Damit verschiebt sich die Funktion von Handelspolitik grundlegend: Sie dient nicht mehr der Anwendung von Wettbewerbsregularien, sondern wird zum Instrument systematischer Konkurrenzabwehr zugunsten der europäischen Kapitalfraktionen.
Aus einer emanzipatorischen, marxistischen Perspektive müsste Handelspolitik genau umgekehrt angelegt sein: nicht als Schutzschirm für Profitraten, sondern als Mittel, internationale Arbeitsteilung zu organisieren im Interesse der gesellschaftlichen Bedürfnisse.
Das hieße konkret, Zugang zu zentralen Technologien, Energie und Vorprodukten so zu regeln, dass Versorgungssicherheit, ökologische Ziele und soziale Standards gewährleistet werden – und nicht, dass effizientere Produzenten abgeschnitten werden, weil sie die Verwertungsbedingungen des europäischen Kapitals unter Druck setzen.

Effizienz erscheint in diesem Rahmen nicht mehr als ökonomischer Vorteil, sondern als Problemgröße im Kalkül der Verwertung: Sobald höhere Produktivität oder geringere Kosten nicht den eigenen Kapitalfraktionen zugutekommen, sondern deren Profitraten unter Konkurrenzdruck setzen, wird eben diese Effizienz als „Überkapazität“ definiert und politisch bekämpft. An die Stelle vermeintlich „allgemeiner“ Regeln tritt nach Vorstellung der EU-Administration ein neuer Zoll-Vorhang.

Die Ideologie der „Überkapazität“

Der Begriff „Überkapazität“ gibt sich als nüchterne Diagnose, ist jedoch ein ideologisches Kampfmittel. Gemeint ist schlicht die Fähigkeit, über den eigenen Binnenmarkt hinaus zu produzieren – also international konkurrenzfähig zu sein. Genau dieser Erfolg wird jedoch zum Problem erklärt, sobald er von außen kommt. Was als ökonomische Vernunft erscheint, ist in Wirklichkeit die Reaktion eines Kapitals, das seine schwindende Konkurrenzfähigkeit nicht mehr durch Produktivitätssteigerung kompensieren kann, sondern auf politische Abschottung zurückgreift.
„Überkapazität“ bedeutet: Die anderen produzieren zu gut, zu billig – und müssen deshalb ausgeschlossen werden.

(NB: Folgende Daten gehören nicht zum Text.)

//! Rate conversions and annuity payments
//!
//! Loan rates are quoted nominally (annual / 12), market returns are
//! compounded (`monthly_rate`). The two conventions are not interchangeable.

/// Below this per-period rate the annuity formula is replaced by linear repayment
const ZERO_RATE_THRESHOLD: f64 = 1e-12;

/// Convert an annual compound rate to the equivalent monthly compound rate
///
/// `(1 + annual)^(1/12) - 1`
pub fn monthly_rate(annual_rate: f64) -> f64 {
    (1.0 + annual_rate).powf(1.0 / 12.0) - 1.0
}

/// Nominal monthly loan rate (simple division, no compounding)
pub fn nominal_monthly_rate(annual_rate: f64) -> f64 {
    annual_rate / 12.0
}

/// Fixed payment repaying `principal` over `n_periods` at `rate_per_period`
///
/// Satisfies `principal = payment * (1 - (1+rate)^-n) / rate`.
/// A zero rate degrades to `principal / n_periods`; zero periods repays the
/// principal immediately.
pub fn fixed_payment(rate_per_period: f64, n_periods: u32, principal: f64) -> f64 {
    if n_periods == 0 {
        return principal;
    }

    if rate_per_period.abs() < ZERO_RATE_THRESHOLD {
        return principal / n_periods as f64;
    }

    let discount = (1.0 + rate_per_period).powf(-(n_periods as f64));
    principal * rate_per_period / (1.0 - discount)
}

#[cfg(test)]
mod tests {
    use super::*;
    use approx::assert_relative_eq;
    use proptest::prelude::*;

    #[test]
    fn test_monthly_rate_compounds_back_to_annual() {
        let monthly = monthly_rate(0.07);
        assert_relative_eq!((1.0 + monthly).powi(12), 1.07, epsilon = 1e-12);
    }

    #[test]
    fn test_monthly_rate_differs_from_nominal() {
        // Compounded monthly rate is below the simple twelfth for positive rates
        assert!(monthly_rate(0.06) < nominal_monthly_rate(0.06));
        assert_relative_eq!(nominal_monthly_rate(0.03), 0.0025, epsilon = 1e-15);
    }

    #[test]
    fn test_fixed_payment_known_value() {
        // 200k over 30 years at 6% nominal: classic 1199.10
        let pmt = fixed_payment(0.005, 360, 200_000.0);
        assert!((pmt - 1199.10).abs() < 0.01, "got {}", pmt);
    }

    #[test]
    fn test_fixed_payment_zero_rate() {
        assert_relative_eq!(fixed_payment(0.0, 240, 120_000.0), 500.0);
    }

    #[test]
    fn test_fixed_payment_beyond_i32_periods() {
        // Payment tends to the interest-only amount, never a negative value
        let pmt = fixed_payment(0.01, u32::MAX, 1_000.0);
        assert_relative_eq!(pmt, 10.0, epsilon = 1e-9);
    }

    #[test]
    fn test_fixed_payment_zero_periods() {
        assert_relative_eq!(fixed_payment(0.01, 0, 5_000.0), 5_000.0);
    }

    proptest! {
        #![proptest_config(proptest::test_runner::Config::with_cases(64))]

        #[test]
        fn prop_monthly_rate_roundtrips(annual_bp in -9_000i32..5_000) {
            let annual = annual_bp as f64 / 10_000.0;
            let monthly = monthly_rate(annual);
            prop_assert!(((1.0 + monthly).powi(12) - (1.0 + annual)).abs() < 1e-10);
        }

        #[test]
        fn prop_payment_satisfies_annuity_identity(
            rate_bp in 1u32..200,
            n in 1u32..600,
            principal in 1_000u32..2_000_000,
        ) {
            let rate = rate_bp as f64 / 10_000.0;
            let principal = principal as f64;
            let pmt = fixed_payment(rate, n, principal);
            let pv = pmt * (1.0 - (1.0 + rate).powi(-(n as i32))) / rate;
            prop_assert!((pv - principal).abs() < 1e-6 * principal);
        }
    }
}
//! Cashflow output structures for strategy projections

use serde::{Deserialize, Serialize};

use super::strategy::Strategy;

/// A single row of projection output for one month
#[derive(Debug, Clone, Serialize, Deserialize)]
pub struct MonthRow {
    /// Projection month (0 = origination)
    pub month: u32,

    /// Signed cash flow, liquidation included in the final month
    pub cash_flow: f64,

    /// Recurring part of the flow (initial outlay at month 0, no liquidation)
    pub recurring_flow: f64,

    // Balance sheet after the month's flow
    pub property_value: f64,
    pub portfolio: f64,
    pub loan_balance: f64,
    pub net_worth: f64,

    // Housing costs in force during the month, before indexation
    pub rent: f64,
    /// Non-financing property costs: residence charges, or rental operating
    /// charges plus monthly property tax
    pub charges: f64,
}

/// Complete projection of one strategy
#[derive(Debug, Clone, Serialize, Deserialize)]
pub struct StrategyProjection {
    pub strategy: Strategy,

    /// Fixed loan payment, for strategies carrying a loan
    pub monthly_payment: Option<f64>,

    /// One row per month, months 0..=horizon
    pub rows: Vec<MonthRow>,
}

impl StrategyProjection {
    pub fn new(strategy: Strategy, monthly_payment: Option<f64>) -> Self {
        Self {
            strategy,
            monthly_payment,
            rows: Vec::new(),
        }
    }

    pub fn add_row(&mut self, row: MonthRow) {
        self.rows.push(row);
    }

    /// Signed monthly flows fed to the IRR solver
    pub fn cash_flows(&self) -> Vec<f64> {
        self.rows.iter().map(|r| r.cash_flow).collect()
    }

    /// (month, net worth) pairs
    pub fn net_worth_trajectory(&self) -> Vec<(u32, f64)> {
        self.rows.iter().map(|r| (r.month, r.net_worth)).collect()
    }

    pub fn terminal_net_worth(&self) -> f64 {
        self.rows.last().map(|r| r.net_worth).unwrap_or(0.0)
    }

    /// Cumulative outflows sampled at each year boundary (months 0, 12, 24, ...)
    pub fn cumulative_outflows(&self) -> Vec<f64> {
        let recurring: Vec<f64> = self.rows.iter().map(|r| r.recurring_flow).collect();
        cumulative_outflows(&recurring)
    }
}

/// Running sum of absolute negative flows, sampled every 12 months
///
/// Entry `k` covers months `0..=12k`. A trailing partial year is not sampled.
pub fn cumulative_outflows(monthly_flows: &[f64]) -> Vec<f64> {
    let mut total = 0.0;
    let mut yearly = Vec::with_capacity(monthly_flows.len() / 12 + 1);

    for (month, &cf) in monthly_flows.iter().enumerate() {
        if cf < 0.0 {
            total += -cf;
        }
        if month % 12 == 0 {
            yearly.push(total);
        }
    }

    yearly
}

#[cfg(test)]
mod tests {
    use super::*;

    #[test]
    fn test_cumulative_outflows_samples_year_boundaries() {
        let mut flows = vec![-100.0];
        flows.extend(vec![-10.0; 12]);
        flows.extend(vec![5.0; 12]);

        let yearly = cumulative_outflows(&flows);
        assert_eq!(yearly, vec![100.0, 220.0, 220.0]);
    }

    #[test]
    fn test_cumulative_outflows_ignores_inflows() {
        let flows = vec![50.0; 25];
        assert_eq!(cumulative_outflows(&flows), vec![0.0, 0.0, 0.0]);
    }

    #[test]
    fn test_cumulative_outflows_is_monotone() {
        let flows: Vec<f64> = (0..121).map(|m| if m % 3 == 0 { -7.5 } else { 4.0 }).collect();
        let yearly = cumulative_outflows(&flows);
        assert_eq!(yearly.len(), 11);
        assert!(yearly.windows(2).all(|w| w[1] >= w[0]));
    }
}
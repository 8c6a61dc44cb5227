//! Housing strategy simulator - monthly projection engine comparing how a
//! household builds wealth when it buys, rents and invests, or rents while
//! owning a rental property
//!
//! This library provides:
//! - Month-by-month loan amortization, rent/charge indexation and portfolio compounding
//! - One shared stepper driving the three strategies
//! - Annualized IRR of the resulting cash flows
//! - Net worth trajectories and yearly cumulative outflows for reporting
//! - Parallel batch runs over scenario files

pub mod error;
pub mod params;
pub mod projection;
pub mod report;
pub mod scenario;

// Re-export commonly used types
pub use error::{Error, IrrError, Result};
pub use params::{EffortBaseline, NamedScenario, ScenarioParameters};
pub use projection::{ProjectionEngine, Strategy, StrategyProjection};
pub use report::{SimulationResult, StrategyOutcome};
pub use scenario::ScenarioRunner;

/// Validate `params` and simulate all three strategies
pub fn run_simulation(params: &ScenarioParameters) -> Result<SimulationResult> {
    Ok(ProjectionEngine::new(params.clone())?.run())
}
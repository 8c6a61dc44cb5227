//! Scenario parameters and scenario file loading

mod data;
pub mod loader;

pub use data::{EffortBaseline, ScenarioParameters};
pub use loader::{
    load_default_scenarios, load_scenario_json, load_scenarios, load_scenarios_from_reader,
    NamedScenario,
};
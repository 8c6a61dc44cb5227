//! Error types for parameter validation, loading and IRR solving

use thiserror::Error;

/// Result alias used across the crate
pub type Result<T> = std::result::Result<T, Error>;

#[derive(Debug, Error)]
pub enum Error {
    #[error("invalid parameter `{field}`: {reason}")]
    InvalidParameter { field: &'static str, reason: String },

    #[error("I/O error: {0}")]
    Io(#[from] std::io::Error),

    #[error("CSV error: {0}")]
    Csv(#[from] csv::Error),

    #[error("JSON error: {0}")]
    Json(#[from] serde_json::Error),
}

impl Error {
    pub fn invalid(field: &'static str, reason: impl Into<String>) -> Self {
        Error::InvalidParameter {
            field,
            reason: reason.into(),
        }
    }
}

/// Why an IRR could not be computed
///
/// Kept separate from [`Error`]: an unsolvable IRR is reported as an undefined
/// value in the results, not as a failed simulation.
#[derive(Debug, Clone, PartialEq, Error)]
pub enum IrrError {
    #[error("no cash flows")]
    Empty,

    #[error("all cash flows are zero")]
    AllZero,

    #[error("cash flows never change sign")]
    NoSignChange,

    #[error("IRR did not converge after {iterations} iterations")]
    NonConvergent { iterations: u32 },
}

Die EU als Exekutivkomitee des Kapitals

Damit wird die Rolle der EU-Administration als politischer Gesamtorganisator der europäischen Kapitalinteressen deutlich. Sie agiert als Exekutivkomitee eines Kapitals, das seine Konkurrenzfähigkeit nicht mehr aus eigener Kraft reproduzieren kann und deshalb den Weltmarkt administrativ verzerrt. Nicht die Ineffizienz der eigenen Kapitalfraktionen steht zur Debatte, sondern die überlegene Produktivität der Konkurrenz. Der Weltmarkt erscheint nicht mehr als Raum der Konkurrenz, sondern als Bedrohung, die politisch eingehegt werden muss – ein klassischer Reflex im Stadium verschärfter Überakkumulation. Die EU fungiert dabei erwartungsgemäß als kollektiver Interessenapparat des Kapitals: Unter dem Banner der „Wettbewerbsfähigkeit“ werden primär die Profitbedingungen gesichert, während die Interessen der Lohnabhängigen systematisch in den Hintergrund treten.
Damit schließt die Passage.